Data to examine: Begin

use super::{expand_tags, location, normalize_location, optional_i32, required_i32, required_str};
use crate::error::{ProviderError, Result};
use crate::resource::{Resource, Timeouts};
use crate::schema::{Attribute, Schema, Validation};
use crate::state::ResourceData;

pub const TYPE_NAME: &str = "azurerm_service_fabric_managed_cluster";

const NODE_TYPE: &str = "node_type";

fn validate_cluster_name(value: &Value) -> std::result::Result<(), String> {
    let name = value.as_str().unwrap_or_default();
    if !(4..=23).contains(&name.len()) {
        return Err("must be between 4 and 23 characters".to_string());
    }
    if !name
        .chars()
        .all(|c| c.is_ascii_lowercase() || c.is_ascii_digit() || c == '-')
    {
        return Err("may only contain lowercase letters, digits and hyphens".to_string());
    }
    Ok(())
}

/// Parse a `start-end` port range.
pub fn parse_port_range(range: &str) -> std::result::Result<EndpointRange, String> {
    let invalid = || format!("{range:?} is not a port range of the form start-end");
    let (start, end) = range.split_once('-').ok_or_else(invalid)?;
    let start_port: i32 = start.trim().parse().map_err(|_| invalid())?;
    let end_port: i32 = end.trim().parse().map_err(|_| invalid())?;
    if !(0..=65535).contains(&start_port) || !(0..=65535).contains(&end_port) {
        return Err(format!("ports in {range:?} must be between 0 and 65535"));
    }
    if start_port > end_port {
        return Err(format!("start of {range:?} must not exceed its end"));
    }
    Ok(EndpointRange {
        start_port,
        end_port,
    })
}

fn format_port_range(range: EndpointRange) -> String {
    format!("{}-{}", range.start_port, range.end_port)
}

fn validate_port_range(value: &Value) -> std::result::Result<(), String> {
    parse_port_range(value.as_str().unwrap_or_default()).map(|_| ())
}

fn port() -> Attribute {
    Attribute::int().validate(Validation::IntBetween(1, 65535))
}

fn validate_node_type_name(value: &Value) -> std::result::Result<(), String> {
    super::check_segment_name(value, 1, 64)
}

fn required_string() -> Attribute {
    Attribute::string().required().validate(Validation::NotEmpty)
}

fn lb_rule_schema() -> Schema {
    Schema::new()
        .with("backend_port", port().required())
        .with("frontend_port", port().required())
        .with(
            "probe_protocol",
            Attribute::string()
                .required()
                .validate(Validation::OneOf(&["http", "https", "tcp"])),
        )
        .with(
            "protocol",
            Attribute::string()
                .required()
                .validate(Validation::OneOf(&["tcp", "udp"])),
        )
        .with("probe_request_path", Attribute::string())
}

fn node_type_schema() -> Schema {
    Schema::new()
        .with("id", Attribute::string().computed())
        .with(
            "name",
            Attribute::string()
                .required()
                .validate(Validation::Custom(validate_node_type_name)),
        )
        .with("primary", Attribute::bool().default(false))
        .with(
            "data_disk_size_gb",
            Attribute::int()
                .required()
                .validate(Validation::IntBetween(1, i64::from(i32::MAX))),
        )
        .with(
            "data_disk_type",
            Attribute::string().default("Standard_LRS").validate(Validation::OneOf(&[
                "Standard_LRS",
                "StandardSSD_LRS",
                "Premium_LRS",
            ])),
        )
        .with(
            "application_port_range",
            Attribute::string()
                .required()
                .validate(Validation::Custom(validate_port_range)),
        )
        .with(
            "ephemeral_port_range",
            Attribute::string()
                .required()
                .validate(Validation::Custom(validate_port_range)),
        )
        .with("vm_size", required_string())
        .with("vm_image_publisher", required_string())
        .with("vm_image_offer", required_string())
        .with("vm_image_sku", required_string())
        .with("vm_image_version", required_string())
        .with(
            "vm_instance_count",
            Attribute::int()
                .required()
                .validate(Validation::IntBetween(0, 1000)),
        )
        .with("stateless", Attribute::bool().default(false))
        .with("multiple_placement_groups", Attribute::bool().default(false))
        .with("placement_properties", Attribute::map())
        .with("capacities", Attribute::map())
}

pub fn schema() -> Schema {
    Schema::new()
        .with(
            "name",
            Attribute::string()
                .required()
                .force_new()
                .validate(Validation::Custom(validate_cluster_name)),
        )
        .with("resource_group_name", super::resource_group_name())
        .with("location", location())
        .with(
            "sku",
            Attribute::string()
                .default("Basic")
                .validate(Validation::OneOf(&["Basic", "Standard"])),
        )
        .with("username", required_string())
        .with(
            "password",
            Attribute::string().sensitive().validate(Validation::NotEmpty),
        )
        .with(
            "dns_name",
            Attribute::string()
                .optional_computed()
                .validate(Validation::NotEmpty),
        )
        .with("dns_service_enabled", Attribute::bool().default(false))
        .with("client_connection_port", port().default(19000))
        .with("http_gateway_port", port().default(19080))
        .with(
            "upgrade_wave",
            Attribute::string()
                .default("Wave0")
                .validate(Validation::OneOf(&["Wave0", "Wave1", "Wave2"])),
        )
        .with("lb_rule", Attribute::block(lb_rule_schema()))
        .with(
            NODE_TYPE,
            Attribute::block(node_type_schema()).required().min_items(1),
        )
        .with("tags", super::tags())
}

/// Binding for managed clusters in one subscription.
pub struct ServiceFabricManagedCluster {
    subscription_id: String,
    clusters: ManagedClustersClient,
    node_types: NodeTypesClient,
}

impl ServiceFabricManagedCluster {
    pub fn new(subscription_id: impl Into<String>, arm: ArmClient) -> Self {
        Self {
            subscription_id: subscription_id.into(),
            clusters: ManagedClustersClient::new(arm.clone()),
            node_types: NodeTypesClient::new(arm),
        }
    }

    /// PUT the cluster and wait; `operation` and `waiting` name the two
    /// phases in errors.
    async fn put_cluster(
        &self,
        id: &ManagedClusterId,
        cluster: &ManagedCluster,
        operation: &str,
        waiting: &str,
    ) -> Result<()> {
        self.clusters
            .create_or_update(id, cluster)
            .await
            .map_err(|e| ProviderError::api(operation, id, e))?
            .wait()
            .await
            .map_err(|e| ProviderError::api(waiting, id, e))
    }

    async fn put_node_type(&self, id: &ManagedClusterId, block: &ResourceData) -> Result<()> {
        let name = required_str(block, "name")?;
        let node_type_id = id.node_type(name);
        let node_type = expand_node_type(block)?;

        info!("Writing node type {} of cluster {}", name, id.cluster_name);
        self.node_types
            .create_or_update(&node_type_id, &node_type)
            .await
            .map_err(|e| ProviderError::api("writing node type", &node_type_id, e))?
            .wait()
            .await
            .map_err(|e| ProviderError::api("waiting for node type", &node_type_id, e))
    }

    async fn list_node_types(&self, id: &ManagedClusterId) -> Result<Vec<ResourceData>> {
        let listed = self
            .node_types
            .list_by_managed_cluster(id)
            .await
            .map_err(|e| ProviderError::api("listing node types of", id, e))?;
        Ok(listed.into_iter().map(flatten_node_type).collect())
    }

    /// Bring the remote node types in line with `desired`.
    async fn reconcile_node_types(&self, id: &ManagedClusterId, desired: &[ResourceData]) -> Result<()> {
        let remote: HashMap<String, ResourceData> = self
            .list_node_types(id)
            .await?
            .into_iter()
            .filter_map(|nt| nt.get_str("name").map(|n| (n.to_string(), nt.clone())))
            .collect();

        for block in primary_first(desired) {
            let name = required_str(block, "name")?;
            match remote.get(name) {
                Some(current) if node_type_matches(block, current) => {
                    debug!("Node type {} of cluster {} is unchanged", name, id.cluster_name);
                }
                _ => self.put_node_type(id, block).await?,
            }
        }

        for name in remote.keys() {
            if desired.iter().any(|b| b.get_str("name") == Some(name.as_str())) {
                continue;
            }
            let node_type_id = id.node_type(name);
            info!("Deleting node type {} of cluster {}", name, id.cluster_name);
            self.node_types
                .delete(&node_type_id)
                .await
                .map_err(|e| ProviderError::api("deleting node type", &node_type_id, e))?
                .wait()
                .await
                .map_err(|e| ProviderError::api("waiting for deletion of node type", &node_type_id, e))?;
        }
        Ok(())
    }
}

Data to examine: End

What you will do: Every line from the first entry to the line containing "let invalid = ||" should be transcribed exactly, and nothing beyond it.

Answer to the exercise:
use super::{expand_tags, location, normalize_location, optional_i32, required_i32, required_str};
use crate::error::{ProviderError, Result};
use crate::resource::{Resource, Timeouts};
use crate::schema::{Attribute, Schema, Validation};
use crate::state::ResourceData;

pub const TYPE_NAME: &str = "azurerm_service_fabric_managed_cluster";

const NODE_TYPE: &str = "node_type";

fn validate_cluster_name(value: &Value) -> std::result::Result<(), String> {
    let name = value.as_str().unwrap_or_default();
    if !(4..=23).contains(&name.len()) {
        return Err("must be between 4 and 23 characters".to_string());
    }
    if !name
        .chars()
        .all(|c| c.is_ascii_lowercase() || c.is_ascii_digit() || c == '-')
    {
        return Err("may only contain lowercase letters, digits and hyphens".to_string());
    }
    Ok(())
}

/// Parse a `start-end` port range.
pub fn parse_port_range(range: &str) -> std::result::Result<EndpointRange, String> {
    let invalid = || format!("{range:?} is not a port range of the form start-end");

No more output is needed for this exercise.